# Announcements

## ICS-33: Intermediate Programming

### In reverse-chronological order

 #21: 6/4/18 Quiz #7 Graded The TAs have graded the paper submissions for Quiz #7. The grades are now recorded. See the assignment grades and Grades(zipped .xlsm file) files, whose details are discussed below, in Announcement #7. The class average was about 80% and the median was 84%, meaning that some students correctly solved most problems, but less than half (32%) of the class correctly solved all the problems (or had minor deductions). Overall there were 32% As, 29% Bs, 18% Cs, and 21% Ds and Fs. In the assignment spreadsheet, Column A contains the Hashed IDs of all students (in sorted order) and Column B contains an X if we believe the student submitted work on time. Row 1 in Columns D-I shows how many points the problems were worth; Column C shows a 2 point deduction for students submitting late and a 5 point deduction for not using a single sheet of paper (I originally said we would not even grade such submissions; students who did not submit one, two-sided sheet should retrieve their quizzes from me during my office hours, not their TA in Lab). Rows 3 and beyond show the number of points earned by each student.

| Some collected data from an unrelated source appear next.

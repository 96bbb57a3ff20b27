use std::path::{Path, PathBuf};

pub use zoek_core::models::record::STAGING_SUFFIX;
use zoek_core::models::sync_state::LocalCloneState;

/// Where the clone of `name` lives under the mirror root.
pub fn clone_path(root: &Path, name: &str) -> PathBuf {
    root.join(name)
}

/// Where an in-progress clone of `name` is written.
pub fn staging_path(root: &Path, name: &str) -> PathBuf {
    root.join(format!(".{name}{STAGING_SUFFIX}"))
}

/// Inspect the mirror root for `name`.
///
/// Existence of a directory is enough for [`LocalCloneState::PresentClean`];
/// the contents are not validated.
pub fn probe(name: &str, root: &Path) -> LocalCloneState {
    let path = clone_path(root, name);
    match std::fs::symlink_metadata(&path) {
        Ok(meta) if meta.is_dir() => LocalCloneState::PresentClean,
        Ok(meta) if meta.file_type().is_symlink() && path.is_dir() => LocalCloneState::PresentClean,
        Ok(_) => {
            tracing::debug!("{} exists but is not a directory", path.display());
            LocalCloneState::PresentUnknown
        }
        Err(_) => LocalCloneState::Absent,
    }
}

/// Whether an earlier clone of `name` was interrupted and left its staging directory.
pub fn stale_staging(root: &Path, name: &str) -> bool {
    staging_path(root, name).exists()
}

Columns J-L show each student's cumulative Score, the score Rounded to an integer (what integer is entered in the Grades spreadsheet) and Percent, based on the number of points the assginment is worth (here 25). The TAs graded the following problems. ``` Seyyed : 1 James : 2 Richard : 3 Tianhang : 4 Radu : 5 Juan : 6``` These papers will be returned in lab on Tuesday and Thursday. Students should talk to the appropriate TA first, if they do not understand why they received the marks they did. The best time to talk with any TA about grades is during one of their Labs. Students should examine their graded work immediately and get any regrade issues settled as soon as possible (within a week of when the grade is assigned). This assignment was designed to provide you with an introduction to solving problems related to analyzing algorithms and code. All these topics may be tested again on the Final exam. As with all assignments, you should examine my solutions.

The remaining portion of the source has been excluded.